Early Life and Education
He attended school at an academy in Dundalk. His local parish priest, Father Andrew Levins, then took him in hand as an altar boy and Mass server, and saw him start the priesthood at Navan seminary. He entered Maynooth College in 1816. In his third year at Maynooth, Callan studied natural and experimental philosophy under Dr. Cornelius Denvir. He introduced the experimental method into his teaching, and had an interest in electricity and magnetism.
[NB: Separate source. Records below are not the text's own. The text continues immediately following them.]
//! Version types and the pre-release aware comparator.
//!
//! A [`Version`] is a numeric `major.minor.patch` triple with an optional
//! pre-release tag. Ordering is not intrinsic to the type: it is established by
//! a [`VersionComparator`] built from an explicit [`PrereleaseRanking`].

use serde::{Deserialize, Serialize};
use std::cmp::Ordering;
use std::fmt;
use std::str::FromStr;

use crate::error::{SprigError, SprigResult};

/// Concrete published version (major.minor.patch-prerelease)
#[derive(Debug, Clone, PartialEq, Eq, Hash, Serialize, Deserialize)]
pub struct Version {
    pub major: u64,
    pub minor: u64,
    pub patch: u64,
    pub prerelease: Option<Prerelease>,
}

/// Pre-release tag, e.g. `alpha.3174632` or `rc.0`
#[derive(Debug, Clone, PartialEq, Eq, Hash, Serialize, Deserialize)]
pub struct Prerelease {
    /// Leading alphabetic identifier (`alpha`, `beta`, `rc`, ...)
    pub identifier: String,
    /// Trailing sequence after the identifier
    pub sequence: Option<Sequence>,
    /// Tag text as published, the last tie-break between equal-ranked tags
    pub raw: String,
}

/// Trailing part of a pre-release tag
#[derive(Debug, Clone, PartialEq, Eq, Hash, PartialOrd, Ord, Serialize, Deserialize)]
pub enum Sequence {
    /// All-digit sequence, compared numerically
    Numeric(u64),
    /// Anything else, compared lexically
    Text(String),
}

/// Ordered pre-release identifiers, lowest first
#[derive(Debug, Clone, PartialEq, Eq)]
pub struct PrereleaseRanking {
    order: Vec<String>,
}

/// Total order over versions under a given pre-release ranking
#[derive(Debug, Clone, Default)]
pub struct VersionComparator {
    ranking: PrereleaseRanking,
}

impl Version {
    /// Create a release version
    pub fn new(major: u64, minor: u64, patch: u64) -> Self {
        Self {
            major,
            minor,
            patch,
            prerelease: None,
        }
    }

    /// Parse a version string, failing with `MalformedVersion`
    pub fn parse(input: &str) -> SprigResult<Self> {
        input.parse()
    }

    /// Check if this is a pre-release version
    pub fn is_prerelease(&self) -> bool {
        self.prerelease.is_some()
    }

    /// The numeric triple
    pub fn triple(&self) -> (u64, u64, u64) {
        (self.major, self.minor, self.patch)
    }
}

impl FromStr for Version {
    type Err = SprigError;

    fn from_str(s: &str) -> Result<Self, Self::Err> {
        let malformed = |reason: &str| SprigError::MalformedVersion {
            input: s.to_string(),
            reason: reason.to_string(),
        };

        let input = s.trim();
        let input = input
            .strip_prefix('v')
            .or_else(|| input.strip_prefix('='))
            .unwrap_or(input);

        // Build metadata carries no precedence
        let version_part = match input.split_once('+') {
            Some((v, _)) => v,
            None => input,
        };

        let (core_part, prerelease) = match version_part.split_once('-') {
            Some((c, p)) => {
                let pre = Prerelease::parse(p).ok_or_else(|| malformed("empty pre-release tag"))?;
                (c, Some(pre))
            },
            None => (version_part, None),
        };

        let parts: Vec<&str> = core_part.split('.').collect();
        if parts.len() != 3 {
            return Err(malformed("expected major.minor.patch"));
        }

        let component = |part: &str| {
            part.parse::<u64>()
                .map_err(|_| malformed(format!("'{}' is not a number", part).as_str()))
        };

        Ok(Version {
            major: component(parts[0])?,
            minor: component(parts[1])?,
            patch: component(parts[2])?,
            prerelease,
        })
    }
}

impl fmt::Display for Version {
    fn fmt(&self, f: &mut fmt::Formatter<'_>) -> fmt::Result {
        write!(f, "{}.{}.{}", self.major, self.minor, self.patch)?;

        if let Some(ref pre) = self.prerelease {
            write!(f, "-{}", pre)?;
        }

        Ok(())
    }
}

impl Prerelease {
    /// Split pre-release text into identifier and sequence.
    ///
    /// Returns `None` for empty text.
    pub fn parse(text: &str) -> Option<Self> {
        if text.is_empty() {
            return None;
        }

        let split = text
            .find(|c: char| !c.is_ascii_alphabetic())
            .unwrap_or(text.len());
        let (identifier, rest) = text.split_at(split);
        let rest = rest
            .strip_prefix('.')
            .or_else(|| rest.strip_prefix('-'))
            .unwrap_or(rest);

        Some(Self {
            identifier: identifier.to_string(),
            sequence: Sequence::parse(rest),
            raw: text.to_string(),
        })
    }
}

impl fmt::Display for Prerelease {
    fn fmt(&self, f: &mut fmt::Formatter<'_>) -> fmt::Result {
        write!(f, "{}", self.raw)
    }
}

impl Sequence {
    fn parse(text: &str) -> Option<Self> {
        if text.is_empty() {
            return None;
        }
        if text.bytes().all(|b| b.is_ascii_digit()) {
            if let Ok(n) = text.parse() {
                return Some(Sequence::Numeric(n));
            }
        }
        Some(Sequence::Text(text.to_string()))
    }
}

impl fmt::Display for Sequence {
    fn fmt(&self, f: &mut fmt::Formatter<'_>) -> fmt::Result {
        match self {
            Sequence::Numeric(n) => write!(f, "{}", n),
            Sequence::Text(s) => write!(f, "{}", s),
        }
    }
}

impl PrereleaseRanking {
    /// Build a ranking from identifiers listed lowest first.
    ///
    /// Repeated identifiers keep their first position.
    pub fn new<I, S>(identifiers: I) -> Self
    where
        I: IntoIterator<Item = S>,
        S: Into<String>,
    {
        let mut order: Vec<String> = Vec::new();
        for id in identifiers {
            let id = id.into();
            if !order.contains(&id) {
                order.push(id);
            }
        }
        Self { order }
    }

    /// Position of an identifier, `None` when unranked
    pub fn rank(&self, identifier: &str) -> Option<usize> {
        self.order.iter().position(|id| id == identifier)
    }

    /// Identifiers lowest first
    pub fn identifiers(&self) -> &[String] {
        &self.order
    }
}

impl Default for PrereleaseRanking {
    fn default() -> Self {
        Self::new(["alpha", "beta", "rc"])
    }
}

impl VersionComparator {
    /// Create a comparator over the given ranking
    pub fn new(ranking: PrereleaseRanking) -> Self {
        Self { ranking }
    }

    /// Compare two versions; the numeric triple dominates the pre-release tag
    pub fn compare(&self, a: &Version, b: &Version) -> Ordering {
        a.triple()
            .cmp(&b.triple())
            .then_with(|| match (&a.prerelease, &b.prerelease) {
                (None, None) => Ordering::Equal,
                (Some(_), None) => Ordering::Less,
                (None, Some(_)) => Ordering::Greater,
                (Some(pa), Some(pb)) => self.compare_prerelease(pa, pb),
            })
    }

    /// Parse both strings and compare them
    pub fn compare_str(&self, a: &str, b: &str) -> SprigResult<Ordering> {
        Ok(self.compare(&Version::parse(a)?, &Version::parse(b)?))
    }

    /// Fold versions to the highest one
    pub fn max_of<'a, I>(&self, versions: I) -> Option<&'a Version>
    where
        I: IntoIterator<Item = &'a Version>,
    {
        versions.into_iter().fold(None, |best, candidate| match best {
            Some(current) if self.compare(candidate, current) != Ordering::Greater => Some(current),
            _ => Some(candidate),
        })
    }

    fn compare_prerelease(&self, a: &Prerelease, b: &Prerelease) -> Ordering {
        let ranks = (self.ranking.rank(&a.identifier), self.ranking.rank(&b.identifier));
        let by_identifier = match ranks {
            (Some(ra), Some(rb)) => ra.cmp(&rb),
            (Some(_), None) => Ordering::Greater,
            (None, Some(_)) => Ordering::Less,
            (None, None) => a.identifier.cmp(&b.identifier),
        };

        // Option orders None first and Sequence orders Numeric before Text.
        // `alpha1`, `alpha.1` and `alpha.01` share a sequence but are distinct
        // published versions, so the tag text settles them.
        by_identifier
            .then_with(|| a.sequence.cmp(&b.sequence))
            .then_with(|| a.raw.cmp(&b.raw))
    }
}

#[cfg(test)]
mod tests {
    use super::*;

    fn v(s: &str) -> Version {
        Version::parse(s).unwrap()
    }

    fn cmp(a: &str, b: &str) -> Ordering {
        VersionComparator::default().compare(&v(a), &v(b))
    }

    #[test]
    fn test_version_parsing() {
        let version = v("1.2.3");
        assert_eq!(version.triple(), (1, 2, 3));
        assert_eq!(version.prerelease, None);
    }

    #[test]
    fn test_version_with_prerelease() {
        let version = v("16.4.0-alpha.3174632");
        assert_eq!(version.triple(), (16, 4, 0));
        let pre = version.prerelease.unwrap();
        assert_eq!(pre.identifier, "alpha");
        assert_eq!(pre.sequence, Some(Sequence::Numeric(3174632)));

        let pre = v("16.4.0-alpha.0911da3").prerelease.unwrap();
        assert_eq!(pre.sequence, Some(Sequence::Text("0911da3".to_string())));

        let pre = v("1.0.0-beta1").prerelease.unwrap();
        assert_eq!(pre.identifier, "beta");
        assert_eq!(pre.sequence, Some(Sequence::Numeric(1)));

        let pre = v("1.0.0-rc").prerelease.unwrap();
        assert_eq!(pre.identifier, "rc");
        assert_eq!(pre.sequence, None);
    }

    #[test]
    fn test_version_build_metadata_ignored() {
        assert_eq!(v("1.2.3+build.7"), Version::new(1, 2, 3));
        assert_eq!(v("v1.2.3"), Version::new(1, 2, 3));
    }

    #[test]
    fn test_malformed_versions() {
        for input in ["", "1.2", "1.2.3.4", "1.x.3", "a.b.c", "1.2.3-", "-1.2.3"] {
            match Version::parse(input) {
                Err(SprigError::MalformedVersion { input: reported, .. }) => {
                    assert_eq!(reported, input);
                },
                other => panic!("expected MalformedVersion for {:?}, got {:?}", input, other),
            }
        }
    }

    #[test]
    fn test_version_display() {
        assert_eq!(v("1.2.3").to_string(), "1.2.3");
        assert_eq!(v("16.4.0-alpha.3174632").to_string(), "16.4.0-alpha.3174632");
        assert_eq!(v("1.0.0-rc").to_string(), "1.0.0-rc");
        assert_eq!(v("1.0.0-0").to_string(), "1.0.0-0");
    }

    #[test]
    fn test_release_beats_prerelease() {
        assert_eq!(cmp("16.4.0", "16.4.0-alpha.1"), Ordering::Greater);
        assert_eq!(cmp("16.4.1", "16.4.1-alpha"), Ordering::Greater);
        assert_eq!(cmp("16.4.0-alpha", "16.4.1"), Ordering::Less);
    }

    #[test]
    fn test_prerelease_rank() {
        assert_eq!(cmp("16.4.0-rc.0", "16.4.0-alpha.3174632"), Ordering::Greater);
        assert_eq!(cmp("16.4.0-beta.9", "16.4.0-rc.0"), Ordering::Less);
        assert_eq!(cmp("1.0.0-canary.5", "1.0.0-alpha.0"), Ordering::Less);
    }

    #[test]
    fn test_triple_dominates_prerelease() {
        assert_eq!(cmp("16.5.0-alpha.0", "16.4.0-alpha.3174632"), Ordering::Greater);
        assert_eq!(cmp("16.4.1-alpha.0", "16.4.0-alpha.3174632"), Ordering::Greater);
        assert_eq!(cmp("17.4.0-alpha.0", "16.4.0-alpha.3174632"), Ordering::Greater);
        assert_eq!(cmp("15.5.0", "16.4.1"), Ordering::Less);
        assert_eq!(cmp("16.3.2", "16.4.1"), Ordering::Less);
    }

    #[test]
    fn test_sequence_tie_break() {
        assert_eq!(cmp("1.0.0-alpha.10", "1.0.0-alpha.9"), Ordering::Greater);
        assert_eq!(cmp("1.0.0-alpha.abc", "1.0.0-alpha.abd"), Ordering::Less);
        assert_eq!(cmp("1.0.0-alpha.99", "1.0.0-alpha.0911da3"), Ordering::Less);
        assert_eq!(cmp("1.0.0-alpha", "1.0.0-alpha.0"), Ordering::Less);
        assert_eq!(cmp("1.0.0-alpha.1", "1.0.0-alpha.1"), Ordering::Equal);
    }

    #[test]
    fn test_spelling_variants_are_ordered() {
        let comparator = VersionComparator::default();
        let variants = ["1.0.0-alpha1", "1.0.0-alpha.1", "1.0.0-alpha-1", "1.0.0-alpha.01", "1.0.0-alpha.001"];

        for a in variants {
            for b in variants {
                let ordering = comparator.compare_str(a, b).unwrap();
                assert_eq!(ordering == Ordering::Equal, a == b, "{} vs {}", a, b);
                assert_eq!(ordering, comparator.compare_str(b, a).unwrap().reverse());
            }
        }

        // Still below the next sequence and the release
        assert_eq!(cmp("1.0.0-alpha1", "1.0.0-alpha.2"), Ordering::Less);
        assert_eq!(cmp("1.0.0-alpha.01", "1.0.0"), Ordering::Less);
    }

    #[test]
    fn test_prerelease_keeps_published_text() {
        assert_eq!(v("1.0.0-alpha-1").to_string(), "1.0.0-alpha-1");
        assert_eq!(v("1.0.0-beta01").to_string(), "1.0.0-beta01");
        assert_ne!(v("1.0.0-alpha1"), v("1.0.0-alpha.1"));
    }

    #[test]
    fn test_custom_ranking() {
        let comparator = VersionComparator::new(PrereleaseRanking::new(["canary", "next"]));
        let canary = v("2.0.0-canary.4");
        let next = v("2.0.0-next.1");
        assert_eq!(comparator.compare(&next, &canary), Ordering::Greater);
    }

    #[test]
    fn test_max_of() {
        let comparator = VersionComparator::default();
        let versions = vec![
            v("16.4.0-alpha.3174632"),
            v("16.4.0"),
            v("16.4.0-rc.0"),
            v("16.3.9"),
        ];
        assert_eq!(comparator.max_of(&versions), Some(&v("16.4.0")));
        assert_eq!(comparator.max_of(&Vec::new()), None);
    }

    #[test]
    fn test_compare_str() {
        let comparator = VersionComparator::default();
        assert_eq!(comparator.compare_str("1.0.0", "0.9.9").unwrap(), Ordering::Greater);
        assert!(comparator.compare_str("1.0", "0.9.9").is_err());
    }
}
Callan was ordained a priest in 1823 and went to Rome to study at Sapienza University, obtaining a doctorate in divinity in 1826. While in Rome he became acquainted with the work of the pioneers in electricity such as Luigi Galvani (1737–1798) who was a pioneer in modern obstetrics and Alessandro Volta (1745–1827) who is known especially for the development of the electric battery. In 1826, Callan returned to Maynooth as the new Professor of Natural Philosophy (now called physics), where he also began working with electricity in his basement laboratory at the college.
Read more about this topic: Nicholas Callan
Famous quotes containing the words early, life and/or education:
“An early dew woos the half-opened flowers”
—Unknown. The Thousand and One Nights.
AWP. Anthology of World Poetry, An. Mark Van Doren, ed. (Rev. and enl. Ed., 1936)
“What is life but the angle of vision? A man is measured by the angle at which he looks at objects. What is life but what a man is thinking all day? This is his fate and his employer. Knowing is the measure of the man. By how much we know, so much we are.”
—Ralph Waldo Emerson (18031882)
“If we help an educated mans daughter to go to Cambridge are we not forcing her to think not about education but about war?not how she can learn, but how she can fight in order that she might win the same advantages as her brothers?”